CSX stock trades at 17.0 times expected 2023 EPS, 15.7 times estimated 2024 EPS of $2.00 and 14.2 times estimated 2025 earnings of $2.20 per share. Its 52-week trading range is $26.79 to $34.38. The company pays an annual dividend of $0.44 (yield of 1.4%). Total shareholder return over the past year was 13.00%.
Intuitive Surgical
Shares of Intuitive Surgical Inc. (NASDAQ: ISRG) have risen by nearly 45% over the past 12 months. But shares of the robotics firm have dropped by about 22% in the past three months, following its second-quarter earnings report. The headline numbers were good but, perhaps, not good enough.
Investors expected more because other medical stocks were predicting an uptick in surgeries that had been postponed during the pandemic. Intuitive also has a significant bariatric surgery business that was threatened by the surge in weight-loss drugs. The company is going to have to post a good-sized beat to wipe away investors’ concerns.

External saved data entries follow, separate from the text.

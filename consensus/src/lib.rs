pub mod consensus;
pub mod coordinator;
pub mod errors;
pub mod model;
pub mod processes;
pub mod tasks;

pub use consensus::{Consensus, NodeMode};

Analysts remain moderately bullish, with 18 of 30 brokerages having a Buy or Strong Buy rating and another 11 rating the shares at Hold. At a price of around $275.00 a share, the upside potential based on a median price target of $352.50 is 28.2%. At the high price target of $400.00, the upside potential is 45.5%.

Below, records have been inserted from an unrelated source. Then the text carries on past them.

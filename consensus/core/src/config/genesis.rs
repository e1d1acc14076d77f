use serde::{Deserialize, Serialize};

use doin_hashes::ZERO_HASH;

use crate::block::Block;
use crate::constants::BLOCK_VERSION;
use crate::peer::PeerId;

/// Parameters of the genesis block. The block itself is built at boot since
/// its hash is a function of these fields.
#[derive(Clone, Copy, Debug, Serialize, Deserialize)]
pub struct GenesisSpec {
    pub version: u16,
    pub timestamp: u64,
    pub threshold: f64,
}

impl GenesisSpec {
    pub fn build(&self) -> Block {
        Block::new(self.version, 0, ZERO_HASH, self.timestamp, self.threshold, PeerId::default(), Vec::new())
    }
}

pub const GENESIS: GenesisSpec = GenesisSpec { version: BLOCK_VERSION, timestamp: 1_735_689_600_000, threshold: 1.0 };

pub const SIMNET_GENESIS: GenesisSpec = GenesisSpec { version: BLOCK_VERSION, timestamp: 0, threshold: 1.0 };

#[cfg(test)]
mod tests {
    use super::*;

    #[test]
    fn test_genesis_block_shape() {
        let genesis = GENESIS.build();
        assert_eq!(genesis.index(), 0);
        assert_eq!(genesis.header.previous_hash, ZERO_HASH);
        assert!(genesis.transactions.is_empty());
        assert_eq!(genesis.hash(), GENESIS.build().hash());
        assert_ne!(genesis.hash(), SIMNET_GENESIS.build().hash());
    }
}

Analysts expect the company to report 2023 third-quarter revenue of $1.77 billion, up 0.9% sequentially and by 13.5% year over year. Adjusted EPS are forecast at $1.42, flat sequentially and up 19.3% year over year. Current estimates for the 2023 fiscal year call for EPS of $5.57, up 19.1%, on sales of $7.13 billion, 14.6%.
The stock trades at 49.4 times expected 2023 EPS, 42.4 times estimated 2024 earnings of $6.50 and 36.4 times estimated 2025 earnings of $7.56 per share. The 52-week trading range is $192.40 to $358.07. Intuitive Surgical does not pay a dividend, but total shareholder return for the past year was 44.84%.